В то время, когда Герасимов стал сотрудником Иркутского этнографического музея, руководивший научной работой профессор Петри расширял в залах разделы этнографии. Быт, культура, религия бурят, якутов, тунгусов изучались во всех подробностях. Даже живого шамана привез откуда-то профессор Петри. Шаман показывал, как вызывают духов, гремел палками с колокольцами, подпрыгивал вверх и падал плашмя на пол.
Разнообразие разделов этнографического музея отвечало интересам Герасимова. Он любил переходить через порог одной отрасли знаний в другую, чтобы рассмотреть предмет со всех сторон. Затем его интересы сосредоточились в археологии, откуда открывалось окно вдаль веков, в те тысячелетия, куда не проникала даже фантазия древних народов.
В ледниковый период долины рек в окрестностях Иркутска остались незатронутыми оледенением. В теплые края шли мамонты и сибирские носороги, а по их следу – охотники, устраивавшие здесь свои стоянки. От них остались женские фигурки, выточенные из бивня мамонта, подвески из оленьего рога и рисунки на костяных пластинках. В 1928 году Герасимов их раскопал возле дома отдыха в курортной местности Мальта, неподалеку от Иркутска.
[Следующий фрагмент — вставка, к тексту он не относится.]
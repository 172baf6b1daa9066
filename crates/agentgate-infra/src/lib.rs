//! Infrastructure layer for agentgate.
//!
//! Implements the ports defined in `agentgate-core`: Redis and in-memory
//! session/memory stores, the MCP streamable-HTTP connector and the
//! OpenAI-compatible LLM provider. Also loads settings from the environment
//! and registers the agent with its master agent.

pub mod config;
pub mod llm;
pub mod master;
pub mod mcp;
pub mod store;
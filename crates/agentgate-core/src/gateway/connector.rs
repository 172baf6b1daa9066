//! McpConnector trait definition.
//!
//! One connector talks to every backend server; each call names the server
//! endpoint. Implementations open a fresh MCP session per call.

use agentgate_types::error::GatewayError;
use agentgate_types::gateway::{CallToolResult, InitializeResult, McpTool};

/// Client side of the MCP calls the gateway issues.
///
/// The HTTP implementation lives in agentgate-infra (`HttpMcpConnector`).
pub trait McpConnector: Send + Sync {
    /// Run the `initialize` handshake and return the server's answer.
    fn initialize(
        &self,
        endpoint: &str,
    ) -> impl std::future::Future<Output = Result<InitializeResult, GatewayError>> + Send;

    /// All tools the server advertises (every `tools/list` page).
    fn list_tools(
        &self,
        endpoint: &str,
    ) -> impl std::future::Future<Output = Result<Vec<McpTool>, GatewayError>> + Send;

    /// Invoke one tool with a JSON arguments object.
    fn call_tool(
        &self,
        endpoint: &str,
        tool_name: &str,
        arguments: serde_json::Value,
    ) -> impl std::future::Future<Output = Result<CallToolResult, GatewayError>> + Send;
}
А в предместье города, в Глазкове, Герасимов нашёл кости человека тех веков, когда люди научились изготовлять глиняную посуду. Изучая эти кости, он вспомнил о спорах анатомов, и решил восстановить облик человека новокаменного века. Анатомию он знал, лепить умел, а археологические знания корректировали работу. Бюст человека эпохи неолита, воссозданный Герасимовым, был помещён в Иркутском музее.
Насколько верно восстановил он утраченное лицо? Помочь с ответом никто не мог, пришлось самому искать способ проверки с помощью техники – рентгена и фотографии. Он стал изучать строение черепа и лица современного человека. Годами копились рентгенограммы голов, таблицы измерений, математических расчётов и записи наблюдений.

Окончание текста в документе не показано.